TASK REQUIREMENTS: Print out each record, keeping it identical to the original.

↓

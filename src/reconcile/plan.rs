//! Duration reconciliation between a visual asset and its allotted time.
//!
//! Generated clips rarely match the narration exactly. Short clips play out and then hold their
//! last frame; long clips are cut from the start. Nothing is looped or speed-ramped.

use crate::foundation::core::Fps;
use crate::scene::model::AssetKind;

/// Native and target durations closer than this are treated as equal.
pub const EXACT_TOLERANCE_SECS: f64 = 1e-3;

#[derive(Clone, Copy, Debug, PartialEq, serde::Serialize)]
#[serde(tag = "policy", rename_all = "snake_case")]
/// How a visual asset fills its target duration.
pub enum ClipPlan {
    /// Still image shown for `hold_secs`.
    Still { hold_secs: f64 },
    /// Clip already matches its target.
    Exact { play_secs: f64 },
    /// Clip plays to its end, then the last frame holds for `hold_secs`.
    FreezeExtend { play_secs: f64, hold_secs: f64 },
    /// Clip is cut after `play_secs`.
    Truncate { play_secs: f64 },
}

#[derive(Clone, Copy, Debug, PartialEq, Eq, serde::Serialize)]
/// A [`ClipPlan`] quantised to whole timeline frames.
pub struct ClipFrames {
    /// Frames read from the clip.
    pub play_frames: u64,
    /// Frames repeating the last decoded frame (or the still image).
    pub hold_frames: u64,
}

impl ClipFrames {
    pub fn total(self) -> u64 {
        self.play_frames + self.hold_frames
    }
}

/// Decide how an asset of `kind` fills `target_secs`.
///
/// `native_secs` is the clip's own length; a motion asset without one cannot be timed and is
/// treated as a still.
pub fn reconcile(kind: AssetKind, target_secs: f64, native_secs: Option<f64>) -> ClipPlan {
    let target = if target_secs.is_finite() {
        target_secs.max(0.0)
    } else {
        0.0
    };
    let native = match (kind, native_secs) {
        (AssetKind::Motion, Some(n)) if n.is_finite() && n > 0.0 => n,
        _ => return ClipPlan::Still { hold_secs: target },
    };

    if (native - target).abs() <= EXACT_TOLERANCE_SECS {
        ClipPlan::Exact { play_secs: target }
    } else if native < target {
        ClipPlan::FreezeExtend {
            play_secs: native,
            hold_secs: target - native,
        }
    } else {
        ClipPlan::Truncate { play_secs: target }
    }
}

impl ClipPlan {
    /// Realised duration; always the reconciled target.
    pub fn duration_secs(self) -> f64 {
        match self {
            Self::Still { hold_secs } => hold_secs,
            Self::Exact { play_secs } | Self::Truncate { play_secs } => play_secs,
            Self::FreezeExtend {
                play_secs,
                hold_secs,
            } => play_secs + hold_secs,
        }
    }

    pub fn is_motion(self) -> bool {
        !matches!(self, Self::Still { .. })
    }

    /// Split a segment of `span_frames` timeline frames into played and held frames.
    pub fn frames(self, fps: Fps, span_frames: u64) -> ClipFrames {
        let play_frames = match self {
            Self::Still { .. } => 0,
            Self::Exact { .. } | Self::Truncate { .. } => span_frames,
            Self::FreezeExtend { play_secs, .. } => {
                fps.secs_to_frames_round(play_secs).min(span_frames)
            }
        };
        ClipFrames {
            play_frames,
            hold_frames: span_frames - play_frames,
        }
    }
}

#[cfg(test)]
#[path = "../../tests/unit/reconcile/plan.rs"]
mod tests;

↑

OUTPUT FOR THIS TASK:
filename src/reconcile/plan.rs
//! Duration reconciliation between a visual asset and its allotted time.
//!
//! Generated clips rarely match the narration exactly. Short clips play out and then hold their
//! last frame; long clips are cut from the start. Nothing is looped or speed-ramped.

use crate::foundation::core::Fps;
use crate::scene::model::AssetKind;

/// Native and target durations closer than this are treated as equal.
pub const EXACT_TOLERANCE_SECS: f64 = 1e-3;

#[derive(Clone, Copy, Debug, PartialEq, serde::Serialize)]
#[serde(tag = "policy", rename_all = "snake_case")]
/// How a visual asset fills its target duration.
pub enum ClipPlan {
    /// Still image shown for `hold_secs`.
    Still { hold_secs: f64 },
    /// Clip already matches its target.
    Exact { play_secs: f64 },
    /// Clip plays to its end, then the last frame holds for `hold_secs`.
    FreezeExtend { play_secs: f64, hold_secs: f64 },
    /// Clip is cut after `play_secs`.
    Truncate { play_secs: f64 },
}

#[derive(Clone, Copy, Debug, PartialEq, Eq, serde::Serialize)]
/// A [`ClipPlan`] quantised to whole timeline frames.
pub struct ClipFrames {
    /// Frames read from the clip.
    pub play_frames: u64,
    /// Frames repeating the last decoded frame (or the still image).
    pub hold_frames: u64,
}

impl ClipFrames {
    pub fn total(self) -> u64 {
        self.play_frames + self.hold_frames
    }
}

/// Decide how an asset of `kind` fills `target_secs`.
///
/// `native_secs` is the clip's own length; a motion asset without one cannot be timed and is
/// treated as a still.
pub fn reconcile(kind: AssetKind, target_secs: f64, native_secs: Option<f64>) -> ClipPlan {
    let target = if target_secs.is_finite() {
        target_secs.max(0.0)
    } else {
        0.0
    };
    let native = match (kind, native_secs) {
        (AssetKind::Motion, Some(n)) if n.is_finite() && n > 0.0 => n,
        _ => return ClipPlan::Still { hold_secs: target },
    };

    if (native - target).abs() <= EXACT_TOLERANCE_SECS {
        ClipPlan::Exact { play_secs: target }
    } else if native < target {
        ClipPlan::FreezeExtend {
            play_secs: native,
            hold_secs: target - native,
        }
    } else {
        ClipPlan::Truncate { play_secs: target }
    }
}

impl ClipPlan {
    /// Realised duration; always the reconciled target.
    pub fn duration_secs(self) -> f64 {
        match self {
            Self::Still { hold_secs } => hold_secs,
            Self::Exact { play_secs } | Self::Truncate { play_secs } => play_secs,
            Self::FreezeExtend {
                play_secs,
                hold_secs,
            } => play_secs + hold_secs,
        }
    }

    pub fn is_motion(self) -> bool {
        !matches!(self, Self::Still { .. })
    }

    /// Split a segment of `span_frames` timeline frames into played and held frames.
    pub fn frames(self, fps: Fps, span_frames: u64) -> ClipFrames {
        let play_frames = match self {
            Self::Still { .. } => 0,
            Self::Exact { .. } | Self::Truncate { .. } => span_frames,
            Self::FreezeExtend { play_secs, .. } => {
                fps.secs_to_frames_round(play_secs).min(span_frames)
            }
        };
        ClipFrames {
            play_frames,
            hold_frames: span_frames - play_frames,
        }
    }
}

#[cfg(test)]
#[path = "../../tests/unit/reconcile/plan.rs"]
mod tests;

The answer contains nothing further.